[Records contained in a dataset]
========

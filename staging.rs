//! Staging area for plaintext that exists only while a migration runs,
//! plus a janitor that sweeps anything left behind.
//!
//! Layout: `<root>/<user_id>/<storage_name>`.

use crate::error::Result;
use crate::metadata::UserId;
use crate::util::{validate_object_name, write_atomic};
use std::path::{Path, PathBuf};
use std::time::{Duration, SystemTime};
use tokio::fs;
use tokio::task::JoinHandle;
use tracing::{debug, info, warn};

#[derive(Debug, Clone)]
pub struct StagingArea {
    root: PathBuf,
}

impl StagingArea {
    pub fn new(root: impl Into<PathBuf>) -> Self {
        Self { root: root.into() }
    }

    pub fn root(&self) -> &Path {
        &self.root
    }

    pub fn path_for(&self, user_id: UserId, storage_name: &str) -> Result<PathBuf> {
        validate_object_name(storage_name)?;
        Ok(self.root.join(user_id.to_string()).join(storage_name))
    }

    pub async fn write(&self, user_id: UserId, storage_name: &str, data: &[u8]) -> Result<()> {
        let path = self.path_for(user_id, storage_name)?;
        write_atomic(&path, data).await
    }

    pub async fn read(&self, user_id: UserId, storage_name: &str) -> Result<Vec<u8>> {
        let path = self.path_for(user_id, storage_name)?;
        Ok(fs::read(&path).await?)
    }

    /// Removes a staged file; an already-absent file is not an error.
    pub async fn remove(&self, user_id: UserId, storage_name: &str) -> Result<()> {
        let path = self.path_for(user_id, storage_name)?;
        match fs::remove_file(&path).await {
            Ok(()) => {
                debug!(user_id, storage_name, "staged plaintext removed");
                Ok(())
            }
            Err(e) if e.kind() == std::io::ErrorKind::NotFound => Ok(()),
            Err(e) => Err(e.into()),
        }
    }

    /// Number of files currently staged for a user.
    pub async fn staged_count(&self, user_id: UserId) -> Result<usize> {
        let dir = self.root.join(user_id.to_string());
        if !fs::try_exists(&dir).await? {
            return Ok(0);
        }
        let mut count = 0;
        let mut entries = fs::read_dir(&dir).await?;
        while let Some(entry) = entries.next_entry().await? {
            if entry.file_type().await?.is_file() {
                count += 1;
            }
        }
        Ok(count)
    }
}

/// Deletes staged files whose modification time is older than `retention`.
/// Returns how many were removed.
pub async fn sweep_expired(root: &Path, retention: Duration) -> Result<usize> {
    if !fs::try_exists(root).await? {
        return Ok(0);
    }

    let now = SystemTime::now();
    let mut removed = 0;
    let mut pending = vec![root.to_path_buf()];

    while let Some(dir) = pending.pop() {
        let mut entries = fs::read_dir(&dir).await?;
        while let Some(entry) = entries.next_entry().await? {
            let path = entry.path();
            let meta = entry.metadata().await?;
            if meta.is_dir() {
                pending.push(path);
                continue;
            }

            let age = meta
                .modified()
                .ok()
                .and_then(|m| now.duration_since(m).ok())
                .unwrap_or_default();
            if age < retention {
                continue;
            }

            match fs::remove_file(&path).await {
                Ok(()) => removed += 1,
                Err(e) => warn!(path = %path.display(), error = %e, "could not remove staged file"),
            }
        }
    }

    Ok(removed)
}

/// Runs [`sweep_expired`] every `interval` until the handle is aborted.
pub fn spawn_janitor(root: PathBuf, retention: Duration, interval: Duration) -> JoinHandle<()> {
    tokio::spawn(async move {
        let mut ticker = tokio::time::interval(interval);
        loop {
            ticker.tick().await;
            match sweep_expired(&root, retention).await {
                Ok(0) => debug!(root = %root.display(), "staging sweep found nothing"),
                Ok(n) => info!(root = %root.display(), removed = n, "staging sweep removed files"),
                Err(e) => warn!(root = %root.display(), error = %e, "staging sweep failed"),
            }
        }
    })
}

========

### About this exercise
Every line of the data must be written out again word for word.

### Result
filename staging.rs
//! Staging area for plaintext that exists only while a migration runs,
//! plus a janitor that sweeps anything left behind.
//!
//! Layout: `<root>/<user_id>/<storage_name>`.

use crate::error::Result;
use crate::metadata::UserId;
use crate::util::{validate_object_name, write_atomic};
use std::path::{Path, PathBuf};
use std::time::{Duration, SystemTime};
use tokio::fs;
use tokio::task::JoinHandle;
use tracing::{debug, info, warn};

#[derive(Debug, Clone)]
pub struct StagingArea {
    root: PathBuf,
}

impl StagingArea {
    pub fn new(root: impl Into<PathBuf>) -> Self {
        Self { root: root.into() }
    }

    pub fn root(&self) -> &Path {
        &self.root
    }

    pub fn path_for(&self, user_id: UserId, storage_name: &str) -> Result<PathBuf> {
        validate_object_name(storage_name)?;
        Ok(self.root.join(user_id.to_string()).join(storage_name))
    }

    pub async fn write(&self, user_id: UserId, storage_name: &str, data: &[u8]) -> Result<()> {
        let path = self.path_for(user_id, storage_name)?;
        write_atomic(&path, data).await
    }

    pub async fn read(&self, user_id: UserId, storage_name: &str) -> Result<Vec<u8>> {
        let path = self.path_for(user_id, storage_name)?;
        Ok(fs::read(&path).await?)
    }

    /// Removes a staged file; an already-absent file is not an error.
    pub async fn remove(&self, user_id: UserId, storage_name: &str) -> Result<()> {
        let path = self.path_for(user_id, storage_name)?;
        match fs::remove_file(&path).await {
            Ok(()) => {
                debug!(user_id, storage_name, "staged plaintext removed");
                Ok(())
            }
            Err(e) if e.kind() == std::io::ErrorKind::NotFound => Ok(()),
            Err(e) => Err(e.into()),
        }
    }

    /// Number of files currently staged for a user.
    pub async fn staged_count(&self, user_id: UserId) -> Result<usize> {
        let dir = self.root.join(user_id.to_string());
        if !fs::try_exists(&dir).await? {
            return Ok(0);
        }
        let mut count = 0;
        let mut entries = fs::read_dir(&dir).await?;
        while let Some(entry) = entries.next_entry().await? {
            if entry.file_type().await?.is_file() {
                count += 1;
            }
        }
        Ok(count)
    }
}

/// Deletes staged files whose modification time is older than `retention`.
/// Returns how many were removed.
pub async fn sweep_expired(root: &Path, retention: Duration) -> Result<usize> {
    if !fs::try_exists(root).await? {
        return Ok(0);
    }

    let now = SystemTime::now();
    let mut removed = 0;
    let mut pending = vec![root.to_path_buf()];

    while let Some(dir) = pending.pop() {
        let mut entries = fs::read_dir(&dir).await?;
        while let Some(entry) = entries.next_entry().await? {
            let path = entry.path();
            let meta = entry.metadata().await?;
            if meta.is_dir() {
                pending.push(path);
                continue;
            }

            let age = meta
                .modified()
                .ok()
                .and_then(|m| now.duration_since(m).ok())
                .unwrap_or_default();
            if age < retention {
                continue;
            }

            match fs::remove_file(&path).await {
                Ok(()) => removed += 1,
                Err(e) => warn!(path = %path.display(), error = %e, "could not remove staged file"),
            }
        }
    }

    Ok(removed)
}

/// Runs [`sweep_expired`] every `interval` until the handle is aborted.
pub fn spawn_janitor(root: PathBuf, retention: Duration, interval: Duration) -> JoinHandle<()> {
    tokio::spawn(async move {
        let mut ticker = tokio::time::interval(interval);
        loop {
            ticker.tick().await;
            match sweep_expired(&root, retention).await {
                Ok(0) => debug!(root = %root.display(), "staging sweep found nothing"),
                Ok(n) => info!(root = %root.display(), removed = n, "staging sweep removed files"),
                Err(e) => warn!(root = %root.display(), error = %e, "staging sweep failed"),
            }
        }
    })
}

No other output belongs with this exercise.